I really miss someone who left me in ... - Anxiety and Depre...
I really miss someone who left me in the dust a few years ago.
Wow, no replies at all.
I feel like at least you made a start to recovery talking about your feelings but I do feel some of these feelings are damaging and you have to move on this may be irrelevant to you but I have an ex partner it's been 7 years and he still says he loves me and I hate it!i want him to move on I have a husband and two kids to someone else just think that whoever you are dreaming about from your past has changed and nothing you imagine anymore he probably bailed because he knew you had feelings and didn't like it some people do that And get scared.I hope I show no offence to your post but I didn't know these things are so common I see a lot of posts lately of people grieving over their past and I feel like if the person you are thinking of knew that you had these feelings they would want you to move on and be happy and yes this is a form of grief !
Thank you. I think we became too close for either one of us to be able to handle it. It just really hurt the way he just left. And as for my ex husband I'm still friends with thing, I need to finally end that too. I hate feeling like I'm breaking his heart, but he's not going to move on unless I force it, he still will always mean so much to me, but he's dragging me down. Thank you for responding to my post!!!!
I read it. Jumped off to think about it before replying.
Is this person considered a mentor? If it is, It’s not unheard of for a mentor to take personal interest in helping. Why he just left afterwards, maybe he got too close, maybe he felt he overstepped too much, maybe he felt you were getting to close....the questions and possibilities are there, but the closure isn’t there so you’ll always have a void. I have voids like this, but I use them as mere life’s experiences. Something was put in my path, but it wasn’t ever meant to be long term, it was meant for me to grow from it and move to the next path.
I don’t have solid advice or answers, but holding on to stuff keeps us from moving forward, I have a crap ton of experience doing that. I don’t anymore, I’m 53, but I have had to put a lot of things into compartments and locked boxes in my memory so they don’t impact my present and future.

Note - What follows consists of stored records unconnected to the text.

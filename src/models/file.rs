use chrono::{DateTime, Utc};
use std::path::{Path, PathBuf};

use crate::error::FileStateError;

/// Organization status of a discovered file
#[derive(Debug, Clone, Copy, PartialEq, Eq, Hash)]
pub enum FileStatus {
    /// No decision yet
    Pending,
    /// A destination was suggested and is waiting for execution
    Ready,
    /// The decision was executed
    Completed,
    /// The user chose to leave the file where it is
    Skipped,
}

impl FileStatus {
    pub fn as_str(&self) -> &'static str {
        match self {
            FileStatus::Pending => "pending",
            FileStatus::Ready => "ready",
            FileStatus::Completed => "completed",
            FileStatus::Skipped => "skipped",
        }
    }

    pub fn parse(s: &str) -> Option<Self> {
        match s {
            "pending" => Some(FileStatus::Pending),
            "ready" => Some(FileStatus::Ready),
            "completed" => Some(FileStatus::Completed),
            "skipped" => Some(FileStatus::Skipped),
            _ => None,
        }
    }
}

/// Where a file should end up
#[derive(Debug, Clone, PartialEq, Eq, Hash)]
pub enum Destination {
    /// Deletion (moved to the recoverable holding area)
    Trash,
    /// A user-granted folder
    Folder {
        /// Opaque grant resolved by a `FileAccessGrantor`
        access_token: String,
        /// Human readable folder name, e.g. "Documents/Finance"
        display_name: String,
    },
}

impl Destination {
    /// Shorthand for a folder destination
    pub fn folder(access_token: impl Into<String>, display_name: impl Into<String>) -> Self {
        Destination::Folder {
            access_token: access_token.into(),
            display_name: display_name.into(),
        }
    }

    pub fn display_name(&self) -> &str {
        match self {
            Destination::Trash => "Trash",
            Destination::Folder { display_name, .. } => display_name,
        }
    }

    pub fn is_trash(&self) -> bool {
        matches!(self, Destination::Trash)
    }
}

/// Which decision stage produced a suggestion
#[derive(Debug, Clone, Copy, PartialEq, Eq, Hash)]
pub enum SuggestionSource {
    Rule,
    Pattern,
    Prediction,
}

impl SuggestionSource {
    pub fn as_str(&self) -> &'static str {
        match self {
            SuggestionSource::Rule => "rule",
            SuggestionSource::Pattern => "pattern",
            SuggestionSource::Prediction => "prediction",
        }
    }

    pub fn parse(s: &str) -> Option<Self> {
        match s {
            "rule" => Some(SuggestionSource::Rule),
            "pattern" => Some(SuggestionSource::Pattern),
            "prediction" => Some(SuggestionSource::Prediction),
            _ => None,
        }
    }
}

/// A decision produced by one of the pipeline stages
#[derive(Debug, Clone, PartialEq)]
pub struct Suggestion {
    pub destination: Destination,
    pub confidence: f64,
    pub source: SuggestionSource,
    pub reason: String,
    pub rule_id: Option<uuid::Uuid>,
}

/// Read-only view of the file attributes conditions are evaluated against.
///
/// Implemented by `OrganizedFile`; tests and callers with their own file
/// records can implement it directly.
pub trait FileView {
    /// Full file name including extension
    fn name(&self) -> &str;
    /// Lowercase extension without the dot
    fn extension(&self) -> Option<&str>;
    fn size(&self) -> u64;
    fn created_at(&self) -> Option<DateTime<Utc>>;
    fn modified_at(&self) -> Option<DateTime<Utc>>;
    fn accessed_at(&self) -> Option<DateTime<Utc>>;
    /// Coarse kind such as "image" or "document"
    fn kind(&self) -> &str;
    /// Tag of the location the file was discovered in, e.g. "downloads"
    fn source_location(&self) -> &str;
}

/// A discovered file moving through the decision pipeline.
///
/// Fields are private; name and extension are always derived from the
/// current path and a `Ready` file always carries a destination.
#[derive(Debug, Clone, PartialEq)]
pub struct OrganizedFile {
    id: String,
    path: PathBuf,
    name: String,
    extension: Option<String>,
    size: u64,
    created_at: Option<DateTime<Utc>>,
    modified_at: Option<DateTime<Utc>>,
    accessed_at: Option<DateTime<Utc>>,
    kind: String,
    source_location: String,
    status: FileStatus,
    destination: Option<Destination>,
    match_reason: Option<String>,
    confidence: Option<f64>,
    matched_rule_id: Option<uuid::Uuid>,
    suggestion_source: Option<SuggestionSource>,
}

impl OrganizedFile {
    /// Create a pending file. The initial path becomes the file's identity.
    pub fn new(path: impl Into<PathBuf>, size: u64) -> Result<Self, FileStateError> {
        let path = path.into();
        if path.as_os_str().is_empty() {
            return Err(FileStateError::EmptyPath);
        }
        let (name, extension) = derive_name(&path);
        let kind = kind_for_extension(extension.as_deref()).to_string();

        Ok(Self {
            id: path.to_string_lossy().to_string(),
            path,
            name,
            extension,
            size,
            created_at: None,
            modified_at: None,
            accessed_at: None,
            kind,
            source_location: String::new(),
            status: FileStatus::Pending,
            destination: None,
            match_reason: None,
            confidence: None,
            matched_rule_id: None,
            suggestion_source: None,
        })
    }

    /// Build from on-disk metadata without following symlinks
    pub fn from_path(path: &Path, source_location: &str) -> std::io::Result<Self> {
        let metadata = std::fs::symlink_metadata(path)?;
        let mut file = Self::new(path, if metadata.is_file() { metadata.len() } else { 0 })
            .map_err(|e| std::io::Error::new(std::io::ErrorKind::InvalidInput, e))?;

        file.created_at = metadata.created().ok().map(DateTime::<Utc>::from);
        file.modified_at = metadata.modified().ok().map(DateTime::<Utc>::from);
        file.accessed_at = metadata.accessed().ok().map(DateTime::<Utc>::from);
        file.source_location = source_location.to_string();
        Ok(file)
    }

    pub fn with_timestamps(
        mut self,
        created_at: Option<DateTime<Utc>>,
        modified_at: Option<DateTime<Utc>>,
        accessed_at: Option<DateTime<Utc>>,
    ) -> Self {
        self.created_at = created_at;
        self.modified_at = modified_at;
        self.accessed_at = accessed_at;
        self
    }

    pub fn with_source_location(mut self, source_location: impl Into<String>) -> Self {
        self.source_location = source_location.into();
        self
    }

    pub fn with_kind(mut self, kind: impl Into<String>) -> Self {
        self.kind = kind.into();
        self
    }

    pub fn id(&self) -> &str {
        &self.id
    }

    pub fn path(&self) -> &Path {
        &self.path
    }

    pub fn status(&self) -> FileStatus {
        self.status
    }

    pub fn destination(&self) -> Option<&Destination> {
        self.destination.as_ref()
    }

    pub fn match_reason(&self) -> Option<&str> {
        self.match_reason.as_deref()
    }

    pub fn confidence(&self) -> Option<f64> {
        self.confidence
    }

    pub fn matched_rule_id(&self) -> Option<uuid::Uuid> {
        self.matched_rule_id
    }

    pub fn suggestion_source(&self) -> Option<SuggestionSource> {
        self.suggestion_source
    }

    /// Move the file to a new path, re-deriving name and extension
    pub fn set_path(&mut self, path: impl Into<PathBuf>) -> Result<(), FileStateError> {
        let path = path.into();
        if path.as_os_str().is_empty() {
            return Err(FileStateError::EmptyPath);
        }
        let (name, extension) = derive_name(&path);
        self.path = path;
        self.name = name;
        self.extension = extension;
        Ok(())
    }

    /// Record a pipeline decision and mark the file ready
    pub fn apply_suggestion(&mut self, suggestion: Suggestion) {
        self.destination = Some(suggestion.destination);
        self.confidence = Some(clamp_confidence(suggestion.confidence));
        self.suggestion_source = Some(suggestion.source);
        self.match_reason = Some(suggestion.reason);
        self.matched_rule_id = suggestion.rule_id;
        self.status = FileStatus::Ready;
    }

    /// Manually choose a destination (user override)
    pub fn set_destination(&mut self, destination: Option<Destination>) {
        if destination.is_none() && self.status == FileStatus::Ready {
            self.status = FileStatus::Pending;
        }
        self.destination = destination;
    }

    pub fn set_confidence(&mut self, confidence: f64) {
        self.confidence = Some(clamp_confidence(confidence));
    }

    /// Change status, refusing `Ready` without a destination
    pub fn set_status(&mut self, status: FileStatus) -> Result<(), FileStateError> {
        if status == FileStatus::Ready && self.destination.is_none() {
            return Err(FileStateError::ReadyWithoutDestination(self.id.clone()));
        }
        self.status = status;
        Ok(())
    }

    /// Restore a previously recorded status and destination pair
    pub fn restore(
        &mut self,
        status: FileStatus,
        destination: Option<Destination>,
    ) -> Result<(), FileStateError> {
        self.destination = destination;
        self.set_status(status)
    }

    /// Clear any suggestion and return to `Pending`
    pub fn reset(&mut self) {
        self.status = FileStatus::Pending;
        self.destination = None;
        self.match_reason = None;
        self.confidence = None;
        self.matched_rule_id = None;
        self.suggestion_source = None;
    }

    /// Rebuild a file from persisted fields
    #[allow(clippy::too_many_arguments)]
    pub(crate) fn from_parts(
        id: String,
        path: PathBuf,
        size: u64,
        timestamps: [Option<DateTime<Utc>>; 3],
        kind: String,
        source_location: String,
        status: FileStatus,
        destination: Option<Destination>,
        match_reason: Option<String>,
        confidence: Option<f64>,
        matched_rule_id: Option<uuid::Uuid>,
        suggestion_source: Option<SuggestionSource>,
    ) -> Result<Self, FileStateError> {
        if status == FileStatus::Ready && destination.is_none() {
            return Err(FileStateError::ReadyWithoutDestination(id));
        }
        let mut file = Self::new(path, size)?;
        let [created_at, modified_at, accessed_at] = timestamps;
        file.id = id;
        file.created_at = created_at;
        file.modified_at = modified_at;
        file.accessed_at = accessed_at;
        file.kind = kind;
        file.source_location = source_location;
        file.status = status;
        file.destination = destination;
        file.match_reason = match_reason;
        file.confidence = confidence.map(clamp_confidence);
        file.matched_rule_id = matched_rule_id;
        file.suggestion_source = suggestion_source;
        Ok(file)
    }
}

impl FileView for OrganizedFile {
    fn name(&self) -> &str {
        &self.name
    }

    fn extension(&self) -> Option<&str> {
        self.extension.as_deref()
    }

    fn size(&self) -> u64 {
        self.size
    }

    fn created_at(&self) -> Option<DateTime<Utc>> {
        self.created_at
    }

    fn modified_at(&self) -> Option<DateTime<Utc>> {
        self.modified_at
    }

    fn accessed_at(&self) -> Option<DateTime<Utc>> {
        self.accessed_at
    }

    fn kind(&self) -> &str {
        &self.kind
    }

    fn source_location(&self) -> &str {
        &self.source_location
    }
}

fn clamp_confidence(value: f64) -> f64 {
    if value.is_nan() {
        0.0
    } else {
        value.clamp(0.0, 1.0)
    }
}

fn derive_name(path: &Path) -> (String, Option<String>) {
    let name = path
        .file_name()
        .map(|n| n.to_string_lossy().to_string())
        .unwrap_or_default();
    let extension = path
        .extension()
        .map(|e| e.to_string_lossy().to_lowercase())
        .filter(|e| !e.is_empty());
    (name, extension)
}

/// Map an extension to a coarse file kind.
///
/// Falls back to the MIME top-level type for anything not in the table.
pub fn kind_for_extension(extension: Option<&str>) -> &'static str {
    let Some(ext) = extension else {
        return "other";
    };
    let ext = ext.to_lowercase();
    match ext.as_str() {
        "pdf" | "doc" | "docx" | "odt" | "rtf" | "txt" | "md" | "pages" | "xls" | "xlsx"
        | "csv" | "numbers" | "ppt" | "pptx" | "key" | "epub" => "document",
        "zip" | "rar" | "7z" | "tar" | "gz" | "bz2" | "xz" => "archive",
        "dmg" | "pkg" | "exe" | "msi" | "deb" | "rpm" | "appimage" => "installer",
        "rs" | "py" | "js" | "ts" | "swift" | "go" | "java" | "c" | "cpp" | "h" | "json"
        | "yaml" | "yml" | "toml" | "sh" => "code",
        _ => match mime_guess::from_ext(&ext).first() {
            Some(m) if m.type_() == mime_guess::mime::IMAGE => "image",
            Some(m) if m.type_() == mime_guess::mime::VIDEO => "video",
            Some(m) if m.type_() == mime_guess::mime::AUDIO => "audio",
            Some(m) if m.type_() == mime_guess::mime::TEXT => "document",
            _ => "other",
        },
    }
}

#[cfg(test)]
mod tests {
    use super::*;

    #[test]
    fn test_name_and_extension_follow_path() {
        let mut file = OrganizedFile::new("/Users/me/Downloads/Invoice.PDF", 10).unwrap();
        assert_eq!(file.name(), "Invoice.PDF");
        assert_eq!(file.extension(), Some("pdf"));
        assert_eq!(file.kind(), "document");

        file.set_path("/Users/me/Documents/report.docx").unwrap();
        assert_eq!(file.name(), "report.docx");
        assert_eq!(file.extension(), Some("docx"));
        // identity does not change with the path
        assert_eq!(file.id(), "/Users/me/Downloads/Invoice.PDF");
    }

    #[test]
    fn test_ready_requires_destination() {
        let mut file = OrganizedFile::new("/tmp/a.pdf", 1).unwrap();
        assert!(file.set_status(FileStatus::Ready).is_err());

        file.set_destination(Some(Destination::folder("tok", "Documents")));
        file.set_status(FileStatus::Ready).unwrap();
        assert_eq!(file.status(), FileStatus::Ready);

        file.set_destination(None);
        assert_eq!(file.status(), FileStatus::Pending);
    }

    #[test]
    fn test_confidence_is_clamped() {
        let mut file = OrganizedFile::new("/tmp/a.pdf", 1).unwrap();
        file.set_confidence(1.7);
        assert_eq!(file.confidence(), Some(1.0));
        file.set_confidence(-0.2);
        assert_eq!(file.confidence(), Some(0.0));
        file.set_confidence(f64::NAN);
        assert_eq!(file.confidence(), Some(0.0));
    }

    #[test]
    fn test_empty_path_rejected() {
        assert_eq!(OrganizedFile::new("", 0), Err(FileStateError::EmptyPath));
    }

    #[test]
    fn test_kind_for_extension() {
        assert_eq!(kind_for_extension(Some("png")), "image");
        assert_eq!(kind_for_extension(Some("MP4")), "video");
        assert_eq!(kind_for_extension(Some("mp3")), "audio");
        assert_eq!(kind_for_extension(Some("zip")), "archive");
        assert_eq!(kind_for_extension(Some("dmg")), "installer");
        assert_eq!(kind_for_extension(Some("css")), "document");
        assert_eq!(kind_for_extension(Some("qqxz")), "other");
        assert_eq!(kind_for_extension(None), "other");
    }

    #[test]
    fn test_from_path_reads_metadata() {
        let dir = tempfile::tempdir().unwrap();
        let path = dir.path().join("photo.jpg");
        std::fs::write(&path, b"12345").unwrap();

        let file = OrganizedFile::from_path(&path, "downloads").unwrap();
        assert_eq!(file.size(), 5);
        assert_eq!(file.kind(), "image");
        assert_eq!(file.source_location(), "downloads");
        assert!(file.modified_at().is_some());
    }
}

Being stuck and not moving on keeps us in the same place. I hope you get it sorted out. You’re not old by any stretch, I’m 53, I still feel there’s plenty I can do at my age. For example I trained and ran in 1/2 marathons starting at 50, that was tough, I discovered a lot just committing to the discipline of doing it...so maybe you’ll break this age barrier you have on yourself too. You can still do amazing things with your life, you can still meet people you haven’t met yet that can be put in your path, but getting off the old one first is what you’ll have to do. Taking chances, making choices, do something small to challenge yourself, something that might help you get off the hamster wheel. I know easier said than done, but you can do it. 🌺💜
Thank you Roxie, your advice is much appreciated!!!! I think a change would do me good. I've actually been staying with my ex lately because I just needed a break from my dad, but I'm headed back to my parents house after Christmas, and I need to end it once and for all. He's always going to mean a lot to me, but he keeps thinking we're something we are not. And the other guy is totally gone, it was just so painful the way he abruptly left, I sort of hope one day I might run into him but I have to face the fact that he is a void as you say. I think it's amazing you are running half marathons, way to go!!! I am starting a weight loss kick, I'm the heaviest I've ever been and this weight needs to go. I lost 50 pounds when I was 35, so I can do it if I keep at it. I do a lot of walking and if this pandemic ever ends I think doing a yoga or pilates class would be good for me to try again. Thanks again for your input, it means a lot to me!!!!